Oracabessa Primary School students Amealia Clarke and Sian Fraser spent last weekend celebrating after it was revealed they had achieved two of the highest mathematics Grade Six Achievement Test (GSAT) results in the parish of St Mary.

Clarke and Fraser, who are both from Galina, scored 99 per cent and 100 per cent, respectively, in the maths examination, an achievement the students put down to hard work, fastidious revision, and perseverance.

Clarke, who hopes to be a lawyer, told The Gleaner: "It feels good to know that I achieved good grades in the GSAT exams because I did my best, and practised everything my teacher gave to me over and over until I got it."

Fraser, who plans to become a doctor, said: "I'm absolutely elated about my results. Preparing for the examinations was hard, but when it was time to study, I just took up my books and turned off the TV because that can be very distracting."

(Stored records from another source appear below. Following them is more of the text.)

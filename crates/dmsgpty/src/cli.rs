//! CLI side of a pty host: connects to the host's CLI listener

use std::sync::Arc;

use crossterm::event::{self, Event, KeyCode, KeyEvent, KeyEventKind, KeyModifiers};
use crossterm::terminal::{disable_raw_mode, enable_raw_mode, size};
use tokio::io::{AsyncRead, AsyncWrite, AsyncWriteExt};
use tokio::net::TcpStream;
use tokio::sync::mpsc;
use tokio_util::sync::CancellationToken;

use dmsg_core::config::{default_cli_addr, CliNet};
use dmsg_protocol::PubKey;

use crate::client::{PtyClient, WhitelistClient};
use crate::error::PtyError;
use crate::pty::WinSize;
use crate::request::Request;

const READ_CHUNK: usize = 4096;

/// Byte stream to the host, whichever network it listens on
pub trait CliConn: AsyncRead + AsyncWrite + Send + Unpin {}

impl<T: AsyncRead + AsyncWrite + Send + Unpin> CliConn for T {}

/// Where the local host listens for CLI connections
#[derive(Debug, Clone)]
pub struct Cli {
    pub net: CliNet,
    pub addr: String,
}

impl Default for Cli {
    fn default() -> Self {
        if cfg!(unix) {
            Self {
                net: CliNet::Unix,
                addr: default_cli_addr(),
            }
        } else {
            Self {
                net: CliNet::Tcp,
                addr: "127.0.0.1:3435".to_string(),
            }
        }
    }
}

impl Cli {
    pub fn new(net: CliNet, addr: impl Into<String>) -> Self {
        Self {
            net,
            addr: addr.into(),
        }
    }

    async fn connect(&self) -> Result<Box<dyn CliConn>, PtyError> {
        match self.net {
            CliNet::Tcp => {
                let conn = TcpStream::connect(&self.addr).await?;
                conn.set_nodelay(true)?;
                Ok(Box::new(conn))
            }
            #[cfg(unix)]
            CliNet::Unix => Ok(Box::new(tokio::net::UnixStream::connect(&self.addr).await?)),
            #[cfg(not(unix))]
            CliNet::Unix => Err(PtyError::Request(
                "unix CLI sockets are not supported on this platform".to_string(),
            )),
        }
    }

    pub async fn whitelist_client(&self) -> Result<WhitelistClient, PtyError> {
        WhitelistClient::connect(self.connect().await?).await
    }

    /// Open a pty session through the host without starting anything
    pub async fn pty_client(&self, req: Request) -> Result<PtyClient, PtyError> {
        PtyClient::connect(self.connect().await?, req).await
    }

    /// Run `name` on the host's own pty, bridged to this terminal
    pub async fn start_pty(&self, name: &str, args: &[String]) -> Result<(), PtyError> {
        let client = self.pty_client(Request::local_pty()).await?;
        run_interactive(client, name, args).await
    }

    /// Run `name` on the host at `pk:port`, proxied by the local host
    pub async fn start_remote_pty(
        &self,
        pk: PubKey,
        port: u16,
        name: &str,
        args: &[String],
    ) -> Result<(), PtyError> {
        let client = self.pty_client(Request::remote_pty(pk, port)).await?;
        run_interactive(client, name, args).await
    }
}

fn terminal_size() -> WinSize {
    match size() {
        Ok((cols, rows)) => WinSize { rows, cols },
        Err(_) => WinSize::default(),
    }
}

/// Bridge the local terminal to a pty until the process exits or the
/// user detaches with Ctrl+]
async fn run_interactive(client: PtyClient, name: &str, args: &[String]) -> Result<(), PtyError> {
    let client = Arc::new(client);
    client.start(name, args, terminal_size()).await?;

    enable_raw_mode()?;
    let result = bridge(&client).await;
    let restored = disable_raw_mode();

    if let Err(e) = client.stop().await {
        tracing::debug!(error = %e, "pty stop after session");
    }
    result?;
    restored?;
    Ok(())
}

async fn bridge(client: &Arc<PtyClient>) -> Result<(), PtyError> {
    let cancel = CancellationToken::new();
    let (event_tx, mut event_rx) = mpsc::channel::<Event>(256);

    let events = {
        let cancel = cancel.clone();
        tokio::task::spawn_blocking(move || {
            while !cancel.is_cancelled() {
                if event::poll(std::time::Duration::from_millis(10)).unwrap_or(false) {
                    if let Ok(evt) = event::read() {
                        if event_tx.blocking_send(evt).is_err() {
                            break;
                        }
                    }
                }
            }
        })
    };

    let mut output = {
        let client = Arc::clone(client);
        tokio::spawn(async move {
            let mut stdout = tokio::io::stdout();
            loop {
                let chunk = client.read(READ_CHUNK).await?;
                if chunk.is_empty() {
                    return Ok::<_, PtyError>(());
                }
                stdout.write_all(&chunk).await?;
                stdout.flush().await?;
            }
        })
    };

    let result = loop {
        tokio::select! {
            res = &mut output => {
                break match res {
                    Ok(res) => res,
                    Err(e) => Err(PtyError::pty(e)),
                };
            }
            Some(evt) = event_rx.recv() => match evt {
                Event::Key(KeyEvent { code, modifiers, kind, .. }) if kind != KeyEventKind::Release => {
                    if modifiers.contains(KeyModifiers::CONTROL) && code == KeyCode::Char(']') {
                        break Ok(());
                    }
                    let data = key_to_bytes(code, modifiers);
                    if !data.is_empty() {
                        if let Err(e) = client.write(&data).await {
                            break Err(e);
                        }
                    }
                }
                Event::Resize(cols, rows) => {
                    if let Err(e) = client.set_pty_size(WinSize { rows, cols }).await {
                        tracing::debug!(error = %e, "Failed to forward terminal size");
                    }
                }
                _ => {}
            },
        }
    };

    cancel.cancel();
    output.abort();
    let _ = events.await;
    result
}

/// Convert a key event to the bytes a terminal would send
fn key_to_bytes(code: KeyCode, modifiers: KeyModifiers) -> Vec<u8> {
    use KeyCode::*;

    match code {
        Char(c) if modifiers.contains(KeyModifiers::CONTROL) => {
            match c.to_ascii_lowercase() {
                c @ 'a'..='z' => vec![c as u8 - b'a' + 1],
                '@' | ' ' => vec![0],
                '\\' => vec![0x1c],
                '^' => vec![0x1e],
                '_' => vec![0x1f],
                _ => vec![],
            }
        }
        Char(c) => {
            let mut buf = [0u8; 4];
            let encoded = c.encode_utf8(&mut buf).as_bytes();
            if modifiers.contains(KeyModifiers::ALT) {
                let mut out = vec![0x1b];
                out.extend_from_slice(encoded);
                out
            } else {
                encoded.to_vec()
            }
        }
        Enter => vec![b'\r'],
        Tab => vec![b'\t'],
        BackTab => vec![0x1b, b'[', b'Z'],
        Backspace => vec![0x7f],
        Esc => vec![0x1b],
        Up => vec![0x1b, b'[', b'A'],
        Down => vec![0x1b, b'[', b'B'],
        Right => vec![0x1b, b'[', b'C'],
        Left => vec![0x1b, b'[', b'D'],
        Home => vec![0x1b, b'[', b'H'],
        End => vec![0x1b, b'[', b'F'],
        PageUp => vec![0x1b, b'[', b'5', b'~'],
        PageDown => vec![0x1b, b'[', b'6', b'~'],
        Delete => vec![0x1b, b'[', b'3', b'~'],
        Insert => vec![0x1b, b'[', b'2', b'~'],
        F(n @ 1..=4) => vec![0x1b, b'O', b'P' + (n - 1)],
        F(n) => match n {
            5 => b"\x1b[15~".to_vec(),
            6 => b"\x1b[17~".to_vec(),
            7 => b"\x1b[18~".to_vec(),
            8 => b"\x1b[19~".to_vec(),
            9 => b"\x1b[20~".to_vec(),
            10 => b"\x1b[21~".to_vec(),
            11 => b"\x1b[23~".to_vec(),
            12 => b"\x1b[24~".to_vec(),
            _ => vec![],
        },
        _ => vec![],
    }
}

#[cfg(test)]
mod tests {
    use super::*;

    #[test]
    fn test_control_keys() {
        assert_eq!(key_to_bytes(KeyCode::Char('c'), KeyModifiers::CONTROL), vec![3]);
        assert_eq!(key_to_bytes(KeyCode::Char('D'), KeyModifiers::CONTROL), vec![4]);
        assert_eq!(key_to_bytes(KeyCode::Char('x'), KeyModifiers::ALT), vec![0x1b, b'x']);
    }

    #[test]
    fn test_unicode_and_function_keys() {
        assert_eq!(
            key_to_bytes(KeyCode::Char('é'), KeyModifiers::NONE),
            "é".as_bytes().to_vec()
        );
        assert_eq!(key_to_bytes(KeyCode::F(2), KeyModifiers::NONE), b"\x1bOQ".to_vec());
        assert_eq!(key_to_bytes(KeyCode::F(12), KeyModifiers::NONE), b"\x1b[24~".to_vec());
    }
}
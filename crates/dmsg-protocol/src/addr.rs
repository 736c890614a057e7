//! dmsg endpoint addresses

use std::fmt;
use std::str::FromStr;

use serde::{Deserialize, Serialize};

use crate::cipher::PubKey;
use crate::error::ProtocolError;

/// A dmsg endpoint: public key plus port
///
/// Port 0 is never a valid endpoint port; it stands for "pick an ephemeral
/// port" where allocation is involved.
#[derive(Debug, Clone, Copy, PartialEq, Eq, Hash, Default, Serialize, Deserialize)]
pub struct Addr {
    #[serde(rename = "public_key")]
    pub pk: PubKey,
    pub port: u16,
}

impl Addr {
    pub fn new(pk: PubKey, port: u16) -> Self {
        Self { pk, port }
    }
}

impl fmt::Display for Addr {
    fn fmt(&self, f: &mut fmt::Formatter<'_>) -> fmt::Result {
        write!(f, "{}:{}", self.pk, self.port)
    }
}

impl FromStr for Addr {
    type Err = ProtocolError;

    fn from_str(s: &str) -> Result<Self, Self::Err> {
        let (pk, port) = s.rsplit_once(':').ok_or(ProtocolError::Malformed {
            what: "address",
            expected: 2,
            actual: 1,
        })?;
        let port = port.parse::<u16>().map_err(|_| ProtocolError::Malformed {
            what: "address port",
            expected: 2,
            actual: port.len(),
        })?;
        Ok(Self::new(pk.parse()?, port))
    }
}

#[cfg(test)]
mod tests {
    use super::*;
    use crate::cipher::generate_keypair;

    #[test]
    fn test_addr_display_parse() {
        let (pk, _) = generate_keypair();
        let addr = Addr::new(pk, 80);
        let text = addr.to_string();
        assert!(text.ends_with(":80"));
        assert_eq!(text.parse::<Addr>().unwrap(), addr);
    }

    #[test]
    fn test_addr_parse_rejects_garbage() {
        assert!("no-port".parse::<Addr>().is_err());
        assert!("abcd:80".parse::<Addr>().is_err());
    }
}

Similarly, the head boy at Iona Preparatory School, Kirk Boswell, agreed that in order to achieve good results, exam students must be determined and single-minded.

Boswell, who scored 92 per cent in maths and Languages, explained: "For me, the hardest thing was that I had a lot of distractions, because there is a lot of noise where I live. But I just shut the door and tried to concentrate and stay focused."

Elsewhere in the parish, Velda Thomas, principal at St Mary's top-performing primary school, Gospel Chapel Preparatory in Annotto Bay, noted that her most successful student was severely immobilised during the time of the her exams.

Thomas said: "Our student with the highest grade will be going to Holy Childhood next year, and what is remarkable about that achievement is that just two or three or weeks before the exams, she sustained injuries in a motor vehicle accident and had to do the exam from inside the hospital."